C. Efficiency and Performance

  • Data Loading: For larger datasets, pd.read_csv can be optimized (e.g., by specifying dtype or usecols).
  • Training Loop: Keras fit method is inherently optimized for performance, leveraging TensorFlow's backend. verbose=0 helps suppress output during training, which can be useful in production but might hide progress during development.
  • Preprocessing: StandardScaler is efficient for the task.
  • Model Complexity: The model is relatively small, so performance is not a major concern here. For very large datasets or complex models, considerations like GPU acceleration or distributed training would be relevant.

D. Best Practices and Maintainability

  • Dependencies: All necessary imports are at the top.
  • Error Handling: Basic error handling for file operations is present. More robust error handling for data integrity (e.g., non-numeric data in feature columns) could be added.
  • Parameterization: Key parameters (data_path, target_column, epochs, batch_size) are passed as arguments to the function, making it flexible.
  • Reproducibility: random_state=42 is set for train_test_split, which is good for reproducibility.
  • Resource Management: The if __name__ == "__main__": block includes cleanup of the dummy data file, demonstrating good practice.

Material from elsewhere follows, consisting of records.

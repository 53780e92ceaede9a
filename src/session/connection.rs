//! Connection manager
//!
//! Owns the transport handle and the connected flag. Connection failures are
//! never returned to the session as errors: they show up as
//! `is_connected() == false` and a warning in the log.

use std::sync::atomic::{AtomicBool, Ordering};
use std::sync::{Arc, Mutex, RwLock};

use crate::core::TransportError;
use crate::transport::{
    build_transport, EventHandler, Lifecycle, SocketTransport, TransportKind, TransportOptions,
};

/// Callback for connected-flag transitions
pub type ConnectionObserver = Arc<dyn Fn(bool) + Send + Sync>;

struct Signals {
    connected: AtomicBool,
    observers: RwLock<Vec<ConnectionObserver>>,
}

impl Signals {
    /// Update the flag; observers hear about actual transitions only
    fn set(&self, connected: bool) {
        if self.connected.swap(connected, Ordering::SeqCst) == connected {
            return;
        }
        let observers = self
            .observers
            .read()
            .map(|o| o.clone())
            .unwrap_or_default();
        for observer in observers {
            observer(connected);
        }
    }

    fn on_lifecycle(&self, signal: &Lifecycle) {
        match signal {
            Lifecycle::Opened => {
                tracing::debug!("Agent socket connected");
                self.set(true);
            }
            Lifecycle::Closed(reason) => {
                tracing::warn!("Agent socket disconnected: {}", reason);
                self.set(false);
            }
            Lifecycle::Error(message) => {
                tracing::warn!("Agent socket error: {}", message);
                self.set(false);
            }
        }
    }
}

/// Owner of the session's single socket connection
pub struct ConnectionManager {
    transport: RwLock<Option<Arc<dyn SocketTransport>>>,
    signals: Arc<Signals>,
    subscriptions: Mutex<Vec<(String, EventHandler)>>,
}

impl Default for ConnectionManager {
    fn default() -> Self {
        Self::new()
    }
}

impl ConnectionManager {
    pub fn new() -> Self {
        Self {
            transport: RwLock::new(None),
            signals: Arc::new(Signals {
                connected: AtomicBool::new(false),
                observers: RwLock::new(Vec::new()),
            }),
            subscriptions: Mutex::new(Vec::new()),
        }
    }

    pub fn is_connected(&self) -> bool {
        self.signals.connected.load(Ordering::SeqCst)
    }

    /// Current transport handle, if one is attached
    pub fn transport(&self) -> Option<Arc<dyn SocketTransport>> {
        self.transport
            .read()
            .map(|guard| guard.clone())
            .unwrap_or_else(|poisoned| poisoned.into_inner().clone())
    }

    /// Name of the attached transport, for status output
    pub fn transport_name(&self) -> Option<&'static str> {
        self.transport().map(|t| t.name())
    }

    /// Watch connected-flag transitions
    pub fn on_change(&self, observer: ConnectionObserver) {
        if let Ok(mut observers) = self.signals.observers.write() {
            observers.push(observer);
        }
    }

    /// Register an event handler that lives as long as the connection
    ///
    /// Installed on every transport this manager attaches.
    pub fn subscribe(&self, event: &str, handler: EventHandler) {
        if let Some(transport) = self.transport() {
            transport.on(event, handler.clone());
        }
        if let Ok(mut subscriptions) = self.subscriptions.lock() {
            subscriptions.push((event.to_string(), handler));
        }
    }

    /// Connect to `endpoint`, trying each transport kind in order
    ///
    /// Failure leaves the manager disconnected and is only logged.
    pub async fn connect(
        &self,
        endpoint: &str,
        path: &str,
        kinds: &[TransportKind],
        options: TransportOptions,
    ) {
        self.disconnect();

        for kind in kinds {
            let transport = build_transport(*kind, endpoint, path, options.clone());
            match self.attach(transport).await {
                Ok(()) => return,
                Err(e) => tracing::debug!("{} transport failed: {}", kind, e),
            }
        }
        tracing::warn!("Could not connect to agent server at {}", endpoint);
    }

    /// Open `transport` and make it the session's connection
    pub async fn attach(&self, transport: Arc<dyn SocketTransport>) -> Result<(), TransportError> {
        self.disconnect();
        self.install(&transport);

        if let Err(e) = transport.open().await {
            transport.off_all();
            transport.close();
            self.signals.set(false);
            return Err(e);
        }

        if let Ok(mut slot) = self.transport.write() {
            *slot = Some(transport.clone());
        }
        // Loopback and fast servers may have signalled before we stored the handle
        self.signals.set(transport.is_open());
        tracing::info!("Agent session connected via {}", transport.name());
        Ok(())
    }

    fn install(&self, transport: &Arc<dyn SocketTransport>) {
        let signals = self.signals.clone();
        transport.on_lifecycle(Arc::new(move |signal: &Lifecycle| {
            signals.on_lifecycle(signal)
        }));

        let subscriptions = self
            .subscriptions
            .lock()
            .map(|s| s.clone())
            .unwrap_or_default();
        for (event, handler) in subscriptions {
            transport.on(&event, handler);
        }
    }

    /// Tear the connection down
    ///
    /// Every handler is unregistered before the handle is closed, so nothing
    /// fires into a session that is going away. Idempotent.
    pub fn disconnect(&self) {
        let transport = match self.transport.write() {
            Ok(mut slot) => slot.take(),
            Err(poisoned) => poisoned.into_inner().take(),
        };

        if let Some(transport) = transport {
            tracing::debug!("Closing {} transport", transport.name());
            transport.off_all();
            transport.close();
        }
        self.signals.set(false);
    }
}

impl Drop for ConnectionManager {
    fn drop(&mut self) {
        self.disconnect();
    }
}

E. Security Considerations

  • Data Handling: The code loads data from a local CSV. For applications dealing with sensitive data, considerations like secure data storage, access control, and anonymization would be paramount. No obvious direct security vulnerabilities are present in this specific snippet, but it's crucial to consider the broader context of data origin and usage.
  • Dependency Management: Ensure all libraries are kept up-to-date to mitigate known vulnerabilities.

Key Strengths

  1. Clear Structure and Readability: Excellent organization, comments, and docstrings.
  2. Comprehensive ML Pipeline: Covers essential steps from data loading to model evaluation.
  3. Dynamic Classification Handling: Adapts to binary or multi-class targets, improving versatility.
  4. Robust Error Handling: Includes checks for file existence, data loading issues, and target column presence.
  5. Effective Use of Keras Callbacks: EarlyStopping is crucial for efficient and robust model training.
  6. Reproducibility: Use of random_state ensures consistent data splits.

Areas for Improvement (Pre-Refactoring)

  1. More Granular Error Handling and Logging: While basic error handling is present, more specific exception handling for data issues (e.g., non-numeric columns, missing values beyond dropna) and structured logging would improve robustness in production.
  2. Output and Return Values: The create_and_train_model function prints the test accuracy but doesn't return it. It would be beneficial to return key evaluation metrics (loss, accuracy) along with the model and history.
  3. Configuration Management: For larger projects, hardcoded parameters (e.g., patience for EarlyStopping, learning_rate) could be externalized (e.g., via a config file or arguments).
  4. Feature Engineering/Selection: The current code assumes all non-target columns are features and are numeric. Real-world AI applications often require more sophisticated feature engineering, handling of categorical variables, or feature selection.
  5. Model Saving/Loading: The if __name__ == "__main__": block could demonstrate how to save and load the trained model for future inference.
  6. Hyperparameter Tuning: No hyperparameter tuning is performed. While outside the scope of a basic example, mentioning its importance is relevant for "AI Technology."
  7. Data Validation/Schema: Before processing, validating the input data against an expected schema (e.g., column names, data types) can prevent downstream errors.
  8. Scalability Considerations: For very large datasets, using TensorFlow's tf.data API for input pipelines can offer better performance and memory management than loading everything into a pandas DataFrame at once.

Next Steps

The next step in the "AI Code Review" workflow is refactor_code. Based on this detailed analysis, the system will proceed to refactor the identified areas for improvement, focusing on enhancing robustness, flexibility, and best practices. This will involve generating a revised version of the code snippet incorporating the recommended changes.

Step 2: collab

AI Code Review: Refactoring Complete (Step 2/2: ai_refactor)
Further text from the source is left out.